Monday, Apr. 24, 1939

Rockefeller Retirements

Last January John Davison Rockefeller Jr. reached the age of 65 and last fortnight he announced that, according to regulations, he had retired from the Rockefeller General Education Board, and would soon quit the Rockefeller Foundation. Last week, to the surprise of scientists all over the U. S., the Rockefeller Institute for Medical Research enforced retirement rules on its working scientists for the first time, suddenly announced the withdrawal of five of its most brilliant members. Although the five scientists will hand over their administrative duties to younger colleagues, they will all receive pensions, and most of them will continue their important research work in Foundation laboratories. The retirees, five of the keenest scientific brains on earth:

Dr. Florence Rena Sabin, 67. In 1893, plain, blonde Florence Sabin graduated from Smith College. After a short period of teaching zoology, she bravely entered Johns Hopkins Medical School, thus starting a long career of firsts: first woman to graduate from the Hopkins, first woman to teach there, first woman member of the Rockefeller Institute, first (and only) woman member of the National Academy of Sciences. She is famed for her discovery of the origin and processes of the lymphatic system, her account of the development of blood cells, her studies of the blood in tuberculosis, her testing of chemical substances isolated from the tubercle bacillus. In 1929 Dr. Simon Flexner, former head of the Institute, called her "the greatest living woman scientist and one of the foremost scientists of all time."

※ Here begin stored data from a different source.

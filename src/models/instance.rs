use super::ModId;
use serde::{Deserialize, Serialize};
use std::fmt;

/// Stable identifier of an instance.
///
/// Derived from the display name at creation time and kept across renames, so persisted
/// records and the active-instance pointer never need rewriting.
#[derive(Debug, Clone, PartialEq, Eq, Hash, PartialOrd, Ord, Serialize, Deserialize)]
#[serde(transparent)]
pub struct InstanceId(String);

impl InstanceId {
    /// Wrap an identifier read back from storage or typed by the user.
    pub fn new(raw: impl Into<String>) -> Self {
        Self(raw.into())
    }

    /// Slugify a display name: lower-case ASCII alphanumerics, other runs collapsed to `-`.
    ///
    /// Returns `None` when nothing usable remains (empty or punctuation-only names).
    pub fn from_name(name: &str) -> Option<Self> {
        let mut slug = String::with_capacity(name.len());
        let mut pending_dash = false;
        for c in name.chars() {
            if c.is_ascii_alphanumeric() {
                if pending_dash && !slug.is_empty() {
                    slug.push('-');
                }
                pending_dash = false;
                slug.push(c.to_ascii_lowercase());
            } else {
                pending_dash = true;
            }
        }
        if slug.is_empty() { None } else { Some(Self(slug)) }
    }

    pub fn as_str(&self) -> &str {
        &self.0
    }
}

impl fmt::Display for InstanceId {
    fn fmt(&self, f: &mut fmt::Formatter<'_>) -> fmt::Result {
        f.write_str(&self.0)
    }
}

/// One mod selection inside an instance. Its position is its index in [`Instance::mods`].
#[derive(Debug, Clone, PartialEq, Eq, Serialize, Deserialize)]
pub struct ModRef {
    #[serde(rename = "id")]
    pub mod_id: ModId,
    pub enabled: bool,
}

/// A named profile: an ordered selection of library mods with per-mod enabled flags.
#[derive(Debug, Clone, PartialEq, Eq, Serialize, Deserialize)]
pub struct Instance {
    pub id: InstanceId,
    pub name: String,
    /// RFC 3339 creation timestamp
    #[serde(default)]
    pub created: String,
    #[serde(default)]
    pub mods: Vec<ModRef>,
}

impl Instance {
    pub fn new(id: InstanceId, name: impl Into<String>, created: impl Into<String>) -> Self {
        Self {
            id,
            name: name.into(),
            created: created.into(),
            mods: Vec::new(),
        }
    }

    /// Enabled mod identifiers, in list order.
    pub fn enabled_mods(&self) -> impl Iterator<Item = &ModId> + '_ {
        self.mods
            .iter()
            .filter(|entry| entry.enabled)
            .map(|entry| &entry.mod_id)
    }

    pub fn enabled_count(&self) -> usize {
        self.mods.iter().filter(|entry| entry.enabled).count()
    }

    pub fn position_of(&self, mod_id: &ModId) -> Option<usize> {
        self.mods.iter().position(|entry| &entry.mod_id == mod_id)
    }

    pub fn contains(&self, mod_id: &ModId) -> bool {
        self.position_of(mod_id).is_some()
    }

    /// Append an enabled mod. Returns `false` if the instance already references it.
    pub fn add_mod(&mut self, mod_id: ModId) -> bool {
        if self.contains(&mod_id) {
            return false;
        }
        self.mods.push(ModRef {
            mod_id,
            enabled: true,
        });
        true
    }

    pub fn remove_mod(&mut self, mod_id: &ModId) -> bool {
        let before = self.mods.len();
        self.mods.retain(|entry| &entry.mod_id != mod_id);
        self.mods.len() != before
    }

    /// Returns `false` if the mod is not part of this instance.
    pub fn set_enabled(&mut self, mod_id: &ModId, enabled: bool) -> bool {
        match self.mods.iter_mut().find(|entry| &entry.mod_id == mod_id) {
            Some(entry) => {
                entry.enabled = enabled;
                true
            }
            None => false,
        }
    }

    pub fn move_up(&mut self, index: usize) {
        if index == 0 || index >= self.mods.len() {
            return;
        }
        self.mods.swap(index, index - 1);
    }

    pub fn move_down(&mut self, index: usize) {
        if index + 1 >= self.mods.len() {
            return;
        }
        self.mods.swap(index, index + 1);
    }

    /// Move a mod to `position`, clamped to the end of the list.
    pub fn move_to(&mut self, mod_id: &ModId, position: usize) -> bool {
        let Some(from) = self.position_of(mod_id) else {
            return false;
        };
        let entry = self.mods.remove(from);
        let to = position.min(self.mods.len());
        self.mods.insert(to, entry);
        true
    }
}

#[cfg(test)]
mod tests {
    use super::*;

    fn sample() -> Instance {
        let mut instance = Instance::new(InstanceId::new("realism"), "Realism", "");
        instance.add_mod(ModId::from("WeaponPack.pak"));
        instance.add_mod(ModId::from("RealisticHUD.pak"));
        instance.add_mod(ModId::from("AITweaks.pak"));
        instance
    }

    #[test]
    fn test_instance_id_from_name() {
        assert_eq!(InstanceId::from_name("Realism").unwrap().as_str(), "realism");
        assert_eq!(InstanceId::from_name("  PvP / Night  ").unwrap().as_str(), "pvp-night");
        assert!(InstanceId::from_name("").is_none());
        assert!(InstanceId::from_name("--- !").is_none());
    }

    #[test]
    fn test_add_mod_rejects_duplicates() {
        let mut instance = sample();
        assert!(!instance.add_mod(ModId::from("WeaponPack.pak")));
        assert_eq!(instance.mods.len(), 3);
    }

    #[test]
    fn test_enabled_mods_follow_list_order() {
        let mut instance = sample();
        instance.set_enabled(&ModId::from("AITweaks.pak"), false);

        let enabled: Vec<&str> = instance.enabled_mods().map(ModId::as_str).collect();
        assert_eq!(enabled, vec!["WeaponPack.pak", "RealisticHUD.pak"]);
        assert_eq!(instance.enabled_count(), 2);
    }

    #[test]
    fn test_set_enabled_unknown_mod() {
        let mut instance = sample();
        assert!(!instance.set_enabled(&ModId::from("Missing.pak"), true));
    }

    #[test]
    fn test_reordering() {
        let mut instance = sample();
        instance.move_down(0);
        assert_eq!(instance.position_of(&ModId::from("WeaponPack.pak")), Some(1));
        instance.move_up(1);
        assert_eq!(instance.position_of(&ModId::from("WeaponPack.pak")), Some(0));

        assert!(instance.move_to(&ModId::from("WeaponPack.pak"), 99));
        assert_eq!(instance.position_of(&ModId::from("WeaponPack.pak")), Some(2));
        assert!(!instance.move_to(&ModId::from("Nope.pak"), 0));
    }

    #[test]
    fn test_remove_mod() {
        let mut instance = sample();
        assert!(instance.remove_mod(&ModId::from("RealisticHUD.pak")));
        assert!(!instance.remove_mod(&ModId::from("RealisticHUD.pak")));
        assert_eq!(instance.mods.len(), 2);
    }

    #[test]
    fn test_instance_json_layout() {
        let instance = sample();
        let json = serde_json::to_value(&instance).unwrap();
        assert_eq!(json["id"], "realism");
        assert_eq!(json["mods"][0]["id"], "WeaponPack.pak");
        assert_eq!(json["mods"][0]["enabled"], true);
    }
}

Dr. Karl Landsteiner, 70. Nervous, Austrian-born Dr. Landsteiner won the 1930 Nobel Prize in Medicine, for discovering that there are four main types of human blood with at least 30 subtypes. As a result of his discovery, blood transfusion ha become a safe operation. His blood tests showed that anthropoid apes and human beings are more closely related than anthropoid apes and monkeys, or monkeys and men. More recently he has been working on the chemistry of body immunity. He has thrown light on the relationship of toxins and similar substances to the antibodies they provoke.

Dr. Phoebus Aaron Theodore Levene 70. Born in Russia, Dr. Levene practiced medicine in New York City for a few months, then eagerly leaped into biochemistry, a field in which he had practically no training. After more than ten years of impatient plodding, shaggy-thatched Phoebus Levene made a name for himself, and by 1907 he was an outstanding member of the Institute. One of his most famous contributions is his detailed picture of the chemical structure of nucleic acids. Nuclei acids are constituents of cell nuclei and their chromosomes, tiny inheritance carriers which exist in the dividing cells of plants and animals. He is also world renowned for his work in vitamins, hormones, amino-acids.

Dr. Winthrop John Vanleuven Osterhout, 67. For many years Dr. Osterhout taught botany at Harvard. In 1925 he went to the Institute to devote all his time to a study of fundamental life-processes. His special studies have been fertilization in plants, formation of chromosomes, photosynthesis (conversion of carbon dioxide and water into carbohydrates by green plants), and osmosis (passage of liquids through membranes).

Dr. Alexis Carrel, 65. Most famed of the five, bald, poetic Dr. Carrel won the 1912 Nobel Prize for his remarkable success in suturing blood vessels and transplanting organs. For 27 years he has kept a scrap of chicken heart alive and growing. Every few days the heart has to be trimmed, for it spreads so rapidly that if left alone it would fill the laboratory in a year. At present Dr. Carrel is continuing experiments with Colleague Charles Augustus Lindbergh on the "perfusion pump" (TIME, June 13), which keeps other disembodied organs alive outside the parent body for indefinite periods of time. Next July Dr. Carrel expects to return to his native France.